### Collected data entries
use super::*;
use crate::descriptor;

fn close(a: [f64; 3], b: [f64; 3]) -> bool {
    a.iter().zip(b).all(|(x, y)| (x - y).abs() < 1e-9)
}

#[test]
fn pose_at_zero_angles_looks_along_x() {
    let cam = OrbitCamera::new([1.0, 2.0, 3.0], 10.0, |_: &CameraPose| Ok(()));
    let pose = cam.pose(0.0, 0.0);
    assert!(close(pose.position, [-9.0, 2.0, 3.0]));
    assert!(close(pose.view_up, [0.0, 0.0, 1.0]));
    assert_eq!(pose.focal_point, [1.0, 2.0, 3.0]);
}

#[test]
fn pose_at_pole_elevation_sits_above_center() {
    let cam = OrbitCamera::new([0.0, 0.0, 0.0], 2.0, |_: &CameraPose| Ok(()));
    let pose = cam.pose(90.0, 0.0);
    assert!(close(pose.position, [0.0, 0.0, 2.0]));
}

#[test]
fn execute_feeds_sink_from_descriptor() {
    let mut seen = Vec::new();
    {
        let mut cam = OrbitCamera::new([0.0; 3], 1.0, |p: &CameraPose| {
            seen.push(*p);
            Ok(())
        });
        let mut doc = Document::new(descriptor([("theta", 0), ("phi", 90)]));
        cam.execute(&mut doc).unwrap();
    }
    assert_eq!(seen.len(), 1);
    assert!(close(seen[0].position, [0.0, 1.0, 0.0]));
}

#[test]
fn execute_requires_numeric_angles() {
    let mut cam = OrbitCamera::new([0.0; 3], 1.0, |_: &CameraPose| Ok(()));
    let mut doc = Document::new(descriptor([("theta", "up")]));
    assert!(matches!(cam.execute(&mut doc), Err(CinemaError::Query(_))));
}

#[test]
fn orbit_angles_stay_off_the_poles() {
    let (thetas, phis) = orbit_angles(10, 15).unwrap();
    assert_eq!(thetas.first(), Some(&-75));
    assert_eq!(thetas.last(), Some(&75));
    assert_eq!(thetas.len(), 11);
    assert_eq!(phis.len(), 36);

    let (thetas, _) = orbit_angles(90, 20).unwrap();
    assert_eq!(thetas, vec![-80, -60, -40, -20, 0, 20, 40, 60, 80]);

    assert!(orbit_angles(0, 10).is_err());
}
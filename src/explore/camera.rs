use crate::explore::track::Track;
use crate::foundation::error::{CinemaError, CinemaResult};
use crate::store::document::Document;

/// Camera placement produced for one descriptor.
#[derive(Clone, Copy, Debug, PartialEq)]
pub struct CameraPose {
    /// Eye position.
    pub position: [f64; 3],
    /// View-up vector.
    pub view_up: [f64; 3],
    /// Point looked at.
    pub focal_point: [f64; 3],
}

/// Spherical orbit camera driven by the `theta` (elevation) and `phi` (azimuth) parameters,
/// both in degrees.
///
/// The pose is handed to `sink`, which applies it to whatever renders the view.
pub struct OrbitCamera<F> {
    center: [f64; 3],
    distance: f64,
    sink: F,
}

impl<F> OrbitCamera<F>
where
    F: FnMut(&CameraPose) -> CinemaResult<()>,
{
    /// Orbit `center` at `distance`.
    pub fn new(center: [f64; 3], distance: f64, sink: F) -> Self {
        Self {
            center,
            distance,
            sink,
        }
    }

    /// Pose for the given angles in degrees.
    pub fn pose(&self, theta_deg: f64, phi_deg: f64) -> CameraPose {
        let theta = theta_deg.to_radians();
        let phi = phi_deg.to_radians();
        let [cx, cy, cz] = self.center;
        let d = self.distance;
        CameraPose {
            position: [
                cx - phi.cos() * d * theta.cos(),
                cy + phi.sin() * d * theta.cos(),
                cz + theta.sin() * d,
            ],
            view_up: [
                phi.cos() * theta.sin(),
                -phi.sin() * theta.sin(),
                theta.cos(),
            ],
            focal_point: self.center,
        }
    }
}

/// Theta and phi domains for an orbit sampled every `phi_step` / `theta_step` degrees.
///
/// Phi covers `[0, 360)`. Theta stays strictly inside the poles: it starts `90 % theta_step`
/// degrees above -90 (a full step when that is 0) and stops symmetrically below 90.
pub fn orbit_angles(phi_step: u32, theta_step: u32) -> CinemaResult<(Vec<i64>, Vec<i64>)> {
    if phi_step == 0 || theta_step == 0 {
        return Err(CinemaError::schema("orbit angle steps must be > 0"));
    }
    let step = i64::from(theta_step);
    let offset = match 90 % step {
        0 => step,
        r => r,
    };
    let thetas: Vec<i64> = (-90 + offset..=90 - offset)
        .step_by(theta_step as usize)
        .collect();
    let phis: Vec<i64> = (0..360).step_by(phi_step as usize).collect();
    Ok((thetas, phis))
}

fn numeric(document: &Document, name: &str) -> CinemaResult<f64> {
    document
        .descriptor()
        .get(name)
        .and_then(|v| v.as_f64())
        .ok_or_else(|| CinemaError::query(format!("descriptor lacks a numeric '{name}'")))
}

impl<F> Track for OrbitCamera<F>
where
    F: FnMut(&CameraPose) -> CinemaResult<()>,
{
    fn execute(&mut self, document: &mut Document) -> CinemaResult<()> {
        let pose = self.pose(numeric(document, "theta")?, numeric(document, "phi")?);
        (self.sink)(&pose)
    }
}

#[cfg(test)]
#[path = "../../tests/unit/explore/camera.rs"]
mod tests;
use std::cell::RefCell;
use std::rc::Rc;

use super::*;
use crate::descriptor;
use crate::explore::track::{DescriptorTrack, FnTrack, MetadataTrack};
use crate::foundation::value::Value;
use crate::schema::parameter::make_parameter;
use crate::store::{DocumentIter, StoreCore};

/// Keeps inserted documents in memory and counts flushes.
struct MemStore {
    core: StoreCore,
    docs: Vec<Document>,
    flushes: usize,
    fail_insert_at: Option<usize>,
}

impl MemStore {
    fn new() -> Self {
        Self {
            core: StoreCore::new("mem/info.json"),
            docs: Vec::new(),
            flushes: 0,
            fail_insert_at: None,
        }
    }

    fn with(params: &[(&str, Vec<i64>)]) -> Self {
        let mut store = Self::new();
        for (name, values) in params {
            store
                .add_parameter(name, make_parameter(name, values.clone()).unwrap())
                .unwrap();
        }
        store
    }
}

impl Store for MemStore {
    fn core(&self) -> &StoreCore {
        &self.core
    }

    fn core_mut(&mut self) -> &mut StoreCore {
        &mut self.core
    }

    fn create(&mut self) -> CinemaResult<()> {
        self.core.check_uninitialized("create")?;
        self.core.mark_initialized();
        Ok(())
    }

    fn load(&mut self) -> CinemaResult<()> {
        self.core.check_uninitialized("load")?;
        self.core.mark_initialized();
        Ok(())
    }

    fn save(&self) -> CinemaResult<()> {
        Ok(())
    }

    fn insert(&mut self, document: &Document) -> CinemaResult<()> {
        if self.fail_insert_at == Some(self.docs.len()) {
            return Err(CinemaError::payload("disk full"));
        }
        self.docs.push(document.clone());
        Ok(())
    }

    fn find<'a>(&'a self, query: &Descriptor) -> CinemaResult<DocumentIter<'a>> {
        let query = query.clone();
        Ok(Box::new(
            self.docs
                .iter()
                .filter(move |d| query.iter().all(|(k, v)| d.descriptor().get(k) == Some(v)))
                .cloned()
                .map(Ok),
        ))
    }

    fn flush(&mut self) -> CinemaResult<()> {
        self.flushes += 1;
        Ok(())
    }
}

fn names(list: &[&str]) -> Vec<String> {
    list.iter().map(|s| s.to_string()).collect()
}

#[test]
fn plan_is_full_product_without_dependencies() {
    let mut store = MemStore::with(&[("theta", vec![0, 10, 20, 30, 40]), ("phi", vec![0, 10, 20])]);
    let explorer = Explorer::for_all(&mut store, Vec::new());
    let plan = explorer.plan(None).unwrap();
    assert_eq!(plan.len(), 15);
    // Name order: phi outer, theta inner.
    assert_eq!(plan[0], descriptor([("phi", 0), ("theta", 0)]));
    assert_eq!(plan[1], descriptor([("phi", 0), ("theta", 10)]));
    assert_eq!(plan[14], descriptor([("phi", 20), ("theta", 40)]));
}

#[test]
fn dependent_parameters_expand_only_when_unlocked() {
    let mut store = MemStore::with(&[
        ("shape", vec![0, 1]),
        ("radius", vec![5, 6, 7]),
        ("time", vec![0, 1]),
    ]);
    store
        .assign_parameter_dependence("radius", "shape", vec![Value::from(1)])
        .unwrap();
    let explorer = Explorer::for_all(&mut store, Vec::new());
    let plan = explorer.plan(None).unwrap();

    // shape=0: time only (2); shape=1: time x radius (6).
    assert_eq!(plan.len(), 8);
    let locked: Vec<_> = plan
        .iter()
        .filter(|d| d["shape"] == Value::from(0))
        .collect();
    assert_eq!(locked.len(), 2);
    assert!(locked.iter().all(|d| !d.contains_key("radius")));
    let unlocked: Vec<_> = plan
        .iter()
        .filter(|d| d["shape"] == Value::from(1))
        .collect();
    assert_eq!(unlocked.len(), 6);
    assert!(unlocked.iter().all(|d| d.contains_key("radius")));
}

#[test]
fn dependent_with_two_controllers_needs_both() {
    let mut store = MemStore::with(&[("a", vec![0, 1]), ("b", vec![0, 1]), ("c", vec![9, 8])]);
    store
        .assign_parameter_dependence("c", "a", vec![Value::from(1)])
        .unwrap();
    store
        .assign_parameter_dependence("c", "b", vec![Value::from(1)])
        .unwrap();
    let explorer = Explorer::for_all(&mut store, Vec::new());
    let plan = explorer.plan(None).unwrap();
    // (0,0) (0,1) (1,0) alone, (1,1) with both values of c.
    assert_eq!(plan.len(), 5);
    assert_eq!(plan.iter().filter(|d| d.contains_key("c")).count(), 2);
}

#[test]
fn fixedargs_are_overlaid_and_never_expanded() {
    let mut store = MemStore::with(&[("theta", vec![0, 10, 20]), ("phi", vec![0, 10])]);
    let explorer = Explorer::for_all(&mut store, Vec::new());
    let fixed = descriptor([("phi", 10)]);
    let plan = explorer.plan(Some(&fixed)).unwrap();
    assert_eq!(plan.len(), 3);
    assert!(plan.iter().all(|d| d["phi"] == Value::from(10)));
}

#[test]
fn fixedargs_can_unlock_dependents() {
    let mut store = MemStore::with(&[("shape", vec![0, 1]), ("radius", vec![5, 6])]);
    store
        .assign_parameter_dependence("radius", "shape", vec![Value::from(1)])
        .unwrap();
    let explorer = Explorer::for_all(&mut store, Vec::new());
    let fixed = descriptor([("shape", 1)]);
    let plan = explorer.plan(Some(&fixed)).unwrap();
    assert_eq!(
        plan,
        vec![
            descriptor([("radius", 5), ("shape", 1)]),
            descriptor([("radius", 6), ("shape", 1)]),
        ]
    );
}

#[test]
fn plan_iter_walks_large_spaces_lazily() {
    let axis: Vec<i64> = (0..100).collect();
    let params: Vec<(String, Vec<i64>)> = (0..8).map(|i| (format!("p{i}"), axis.clone())).collect();
    let borrowed: Vec<(&str, Vec<i64>)> =
        params.iter().map(|(n, v)| (n.as_str(), v.clone())).collect();
    let mut store = MemStore::with(&borrowed);
    store
        .assign_parameter_dependence("p7", "p0", vec![Value::from(0)])
        .unwrap();
    let explorer = Explorer::for_all(&mut store, Vec::new());

    let first: Vec<Descriptor> = explorer.plan_iter(None).unwrap().take(3).collect();
    assert_eq!(first.len(), 3);
    assert_eq!(first[0]["p6"], Value::from(0));
    // p0 = 0 unlocks p7, which then varies fastest.
    assert_eq!(first[1]["p7"], Value::from(1));
    assert_eq!(first[2]["p7"], Value::from(2));
}

#[test]
fn plan_collects_the_lazy_order() {
    let mut store = MemStore::with(&[
        ("shape", vec![0, 1]),
        ("radius", vec![5, 6, 7]),
        ("time", vec![0, 1]),
    ]);
    store
        .assign_parameter_dependence("radius", "shape", vec![Value::from(1)])
        .unwrap();
    let explorer = Explorer::for_all(&mut store, Vec::new());
    let lazy: Vec<Descriptor> = explorer.plan_iter(None).unwrap().collect();
    assert_eq!(lazy, explorer.plan(None).unwrap());
    assert_eq!(lazy.len(), 8);
}

#[test]
fn unknown_explored_parameter_is_schema_error() {
    let mut store = MemStore::with(&[("theta", vec![0])]);
    let explorer = Explorer::new(&mut store, names(&["theta", "nope"]), Vec::new());
    let err = explorer.plan(None).unwrap_err();
    assert!(matches!(err, CinemaError::Schema(_)));
}

#[test]
fn explore_inserts_every_planned_document() {
    let mut store = MemStore::with(&[("theta", vec![0, 10, 20, 30, 40]), ("phi", vec![0, 10, 20])]);
    let stats = Explorer::for_all(&mut store, vec![Box::new(DescriptorTrack)])
        .explore(None)
        .unwrap();
    assert_eq!(
        stats,
        ExploreStats {
            documents: 15,
            cancelled: false
        }
    );
    assert_eq!(store.docs.len(), 15);
    assert_eq!(store.flushes, 1);

    let hits: Vec<String> = store
        .find(&descriptor([("theta", 20)]))
        .unwrap()
        .map(|d| d.unwrap().text().unwrap().to_string())
        .collect();
    assert_eq!(
        hits,
        vec![
            "{'phi': 0, 'theta': 20}",
            "{'phi': 10, 'theta': 20}",
            "{'phi': 20, 'theta': 20}",
        ]
    );
}

#[test]
fn tracks_are_called_in_order() {
    let log = Rc::new(RefCell::new(Vec::<String>::new()));

    struct Recorder {
        name: &'static str,
        log: Rc<RefCell<Vec<String>>>,
    }
    impl Track for Recorder {
        fn prepare(&mut self, ctx: &mut PrepareContext<'_>) -> CinemaResult<()> {
            self.log
                .borrow_mut()
                .push(format!("prepare {} {:?}", self.name, ctx.parameters));
            Ok(())
        }
        fn execute(&mut self, document: &mut Document) -> CinemaResult<()> {
            self.log.borrow_mut().push(format!(
                "execute {} {}",
                self.name,
                document.descriptor()["x"]
            ));
            Ok(())
        }
        fn finish(&mut self) -> CinemaResult<()> {
            self.log.borrow_mut().push(format!("finish {}", self.name));
            Ok(())
        }
    }

    let mut store = MemStore::with(&[("x", vec![1, 2])]);
    let tracks: Vec<Box<dyn Track>> = vec![
        Box::new(Recorder {
            name: "a",
            log: log.clone(),
        }),
        Box::new(Recorder {
            name: "b",
            log: log.clone(),
        }),
    ];
    Explorer::for_all(&mut store, tracks).explore(None).unwrap();

    assert_eq!(
        *log.borrow(),
        vec![
            "prepare a [\"x\"]",
            "prepare b [\"x\"]",
            "execute a 1",
            "execute b 1",
            "execute a 2",
            "execute b 2",
            "finish a",
            "finish b",
        ]
    );
}

#[test]
fn metadata_track_stamps_store_during_prepare() {
    let mut store = MemStore::with(&[("x", vec![1])]);
    Explorer::for_all(&mut store, vec![Box::new(MetadataTrack::image_stack())])
        .explore(None)
        .unwrap();
    let meta = store.metadata().unwrap();
    assert_eq!(meta["type"], "parametric-image-stack");
}

#[test]
fn failing_track_aborts_with_descriptor_context() {
    let mut store = MemStore::with(&[("x", vec![1, 2, 3])]);
    let finished = Rc::new(RefCell::new(false));
    struct Flag(Rc<RefCell<bool>>);
    impl Track for Flag {
        fn finish(&mut self) -> CinemaResult<()> {
            *self.0.borrow_mut() = true;
            Ok(())
        }
    }

    let failing = FnTrack::new(|doc: &mut Document| {
        if doc.descriptor()["x"] == Value::from(2) {
            return Err(CinemaError::payload("render failed"));
        }
        Ok(())
    });
    let err = Explorer::for_all(
        &mut store,
        vec![Box::new(failing), Box::new(Flag(finished.clone()))],
    )
    .explore(None)
    .unwrap_err();

    match err {
        CinemaError::Traversal { descriptor, source } => {
            assert_eq!(descriptor, "{'x': 2}");
            assert!(matches!(*source, CinemaError::Payload(_)));
        }
        other => panic!("unexpected error: {other}"),
    }
    assert_eq!(store.docs.len(), 1);
    assert_eq!(store.flushes, 1);
    assert!(!*finished.borrow());
}

#[test]
fn insert_failure_propagates_after_flush() {
    let mut store = MemStore::with(&[("x", vec![1, 2, 3])]);
    store.fail_insert_at = Some(1);
    let err = Explorer::for_all(&mut store, Vec::new())
        .explore(None)
        .unwrap_err();
    assert!(matches!(err, CinemaError::Payload(_)));
    assert_eq!(store.docs.len(), 1);
    assert_eq!(store.flushes, 1);
}

#[test]
fn cancel_flag_stops_after_current_document() {
    let mut store = MemStore::with(&[("x", vec![1, 2, 3, 4])]);
    let cancel = Arc::new(AtomicBool::new(false));
    let trigger = cancel.clone();
    let track = FnTrack::new(move |doc: &mut Document| {
        if doc.descriptor()["x"] == Value::from(2) {
            trigger.store(true, Ordering::Relaxed);
        }
        Ok(())
    });
    let stats = Explorer::for_all(&mut store, vec![Box::new(track)])
        .with_opts(ExploreOpts {
            cancel: Some(cancel),
        })
        .explore(None)
        .unwrap();
    assert_eq!(
        stats,
        ExploreStats {
            documents: 2,
            cancelled: true
        }
    );
    assert_eq!(store.docs.len(), 2);
    assert_eq!(store.flushes, 1);
}

#[test]
fn explorer_reports_its_parameters() {
    let mut store = MemStore::with(&[("b", vec![1]), ("a", vec![1])]);
    let explorer = Explorer::for_all(&mut store, Vec::new());
    assert_eq!(explorer.list_parameters(), ["a", "b"]);
    assert_eq!(explorer.store().parameters().len(), 2);
}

### Work to be completed
Copy out each line of the records above that includes "struct".

### Completed task
pub struct CameraPose {
pub struct OrbitCamera<F> {
struct MemStore {
    struct Recorder {
    struct Flag(Rc<RefCell<bool>>);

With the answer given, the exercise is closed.